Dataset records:
[Start of Attachment]
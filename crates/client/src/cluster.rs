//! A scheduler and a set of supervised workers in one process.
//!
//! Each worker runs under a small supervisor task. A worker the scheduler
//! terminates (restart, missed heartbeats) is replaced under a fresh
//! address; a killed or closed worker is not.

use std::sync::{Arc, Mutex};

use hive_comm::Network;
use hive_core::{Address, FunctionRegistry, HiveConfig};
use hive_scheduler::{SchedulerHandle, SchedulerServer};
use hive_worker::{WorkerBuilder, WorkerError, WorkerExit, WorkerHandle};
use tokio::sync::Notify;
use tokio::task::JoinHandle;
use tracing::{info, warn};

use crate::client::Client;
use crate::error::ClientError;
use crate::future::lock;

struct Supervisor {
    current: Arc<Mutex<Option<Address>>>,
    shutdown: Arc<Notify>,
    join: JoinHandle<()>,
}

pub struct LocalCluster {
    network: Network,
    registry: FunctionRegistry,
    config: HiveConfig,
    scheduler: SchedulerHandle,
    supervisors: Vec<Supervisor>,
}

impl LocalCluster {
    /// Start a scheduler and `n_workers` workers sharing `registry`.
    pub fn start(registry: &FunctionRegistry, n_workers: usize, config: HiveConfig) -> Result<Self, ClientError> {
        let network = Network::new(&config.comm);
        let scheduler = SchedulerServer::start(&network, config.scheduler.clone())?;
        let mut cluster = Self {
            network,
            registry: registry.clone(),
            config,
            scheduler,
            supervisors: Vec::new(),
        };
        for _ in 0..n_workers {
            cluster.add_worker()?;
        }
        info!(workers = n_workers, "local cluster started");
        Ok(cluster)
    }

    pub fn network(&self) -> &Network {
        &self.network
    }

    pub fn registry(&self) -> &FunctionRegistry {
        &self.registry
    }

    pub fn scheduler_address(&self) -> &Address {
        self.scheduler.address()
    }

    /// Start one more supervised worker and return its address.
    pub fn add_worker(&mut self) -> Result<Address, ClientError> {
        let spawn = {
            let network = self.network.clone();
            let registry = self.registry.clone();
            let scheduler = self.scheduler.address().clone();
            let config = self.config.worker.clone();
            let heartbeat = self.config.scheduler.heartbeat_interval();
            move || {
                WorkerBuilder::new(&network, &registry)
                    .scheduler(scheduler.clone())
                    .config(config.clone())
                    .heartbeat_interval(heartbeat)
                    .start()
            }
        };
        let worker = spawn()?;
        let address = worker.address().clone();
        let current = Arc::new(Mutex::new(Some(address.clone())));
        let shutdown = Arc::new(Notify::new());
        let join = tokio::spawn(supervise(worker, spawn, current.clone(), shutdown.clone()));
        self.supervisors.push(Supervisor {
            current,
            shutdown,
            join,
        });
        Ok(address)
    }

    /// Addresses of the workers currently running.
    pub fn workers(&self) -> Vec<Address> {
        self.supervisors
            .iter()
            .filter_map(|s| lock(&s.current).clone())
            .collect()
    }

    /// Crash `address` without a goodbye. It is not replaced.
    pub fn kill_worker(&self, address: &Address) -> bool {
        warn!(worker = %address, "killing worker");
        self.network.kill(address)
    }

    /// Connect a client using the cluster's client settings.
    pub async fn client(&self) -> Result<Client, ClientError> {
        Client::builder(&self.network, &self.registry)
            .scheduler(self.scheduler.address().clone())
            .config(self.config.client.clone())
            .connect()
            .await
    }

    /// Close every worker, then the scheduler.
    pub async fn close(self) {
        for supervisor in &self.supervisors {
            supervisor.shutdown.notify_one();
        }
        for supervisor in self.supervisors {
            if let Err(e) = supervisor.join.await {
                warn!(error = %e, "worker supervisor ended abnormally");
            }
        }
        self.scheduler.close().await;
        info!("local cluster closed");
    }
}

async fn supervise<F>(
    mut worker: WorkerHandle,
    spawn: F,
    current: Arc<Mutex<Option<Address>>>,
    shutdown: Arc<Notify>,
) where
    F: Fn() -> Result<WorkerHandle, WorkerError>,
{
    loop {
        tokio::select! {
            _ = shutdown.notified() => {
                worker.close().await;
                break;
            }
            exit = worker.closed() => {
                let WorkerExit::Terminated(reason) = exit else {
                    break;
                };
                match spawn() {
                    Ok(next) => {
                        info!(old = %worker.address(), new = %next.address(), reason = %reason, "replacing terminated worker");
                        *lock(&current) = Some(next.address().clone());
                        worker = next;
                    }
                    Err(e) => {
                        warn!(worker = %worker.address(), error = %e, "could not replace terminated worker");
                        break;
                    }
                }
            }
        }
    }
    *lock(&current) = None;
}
[End of Attachment]
ASSIGNMENT: Only the lines from the start of the data to the line holding "let registry = self.registry.clone();" are wanted; return them exactly, both ends included.

ANSWER SPACE:
filename crates/client/src/cluster.rs
//! A scheduler and a set of supervised workers in one process.
//!
//! Each worker runs under a small supervisor task. A worker the scheduler
//! terminates (restart, missed heartbeats) is replaced under a fresh
//! address; a killed or closed worker is not.

use std::sync::{Arc, Mutex};

use hive_comm::Network;
use hive_core::{Address, FunctionRegistry, HiveConfig};
use hive_scheduler::{SchedulerHandle, SchedulerServer};
use hive_worker::{WorkerBuilder, WorkerError, WorkerExit, WorkerHandle};
use tokio::sync::Notify;
use tokio::task::JoinHandle;
use tracing::{info, warn};

use crate::client::Client;
use crate::error::ClientError;
use crate::future::lock;

struct Supervisor {
    current: Arc<Mutex<Option<Address>>>,
    shutdown: Arc<Notify>,
    join: JoinHandle<()>,
}

pub struct LocalCluster {
    network: Network,
    registry: FunctionRegistry,
    config: HiveConfig,
    scheduler: SchedulerHandle,
    supervisors: Vec<Supervisor>,
}

impl LocalCluster {
    /// Start a scheduler and `n_workers` workers sharing `registry`.
    pub fn start(registry: &FunctionRegistry, n_workers: usize, config: HiveConfig) -> Result<Self, ClientError> {
        let network = Network::new(&config.comm);
        let scheduler = SchedulerServer::start(&network, config.scheduler.clone())?;
        let mut cluster = Self {
            network,
            registry: registry.clone(),
            config,
            scheduler,
            supervisors: Vec::new(),
        };
        for _ in 0..n_workers {
            cluster.add_worker()?;
        }
        info!(workers = n_workers, "local cluster started");
        Ok(cluster)
    }

    pub fn network(&self) -> &Network {
        &self.network
    }

    pub fn registry(&self) -> &FunctionRegistry {
        &self.registry
    }

    pub fn scheduler_address(&self) -> &Address {
        self.scheduler.address()
    }

    /// Start one more supervised worker and return its address.
    pub fn add_worker(&mut self) -> Result<Address, ClientError> {
        let spawn = {
            let network = self.network.clone();
            let registry = self.registry.clone();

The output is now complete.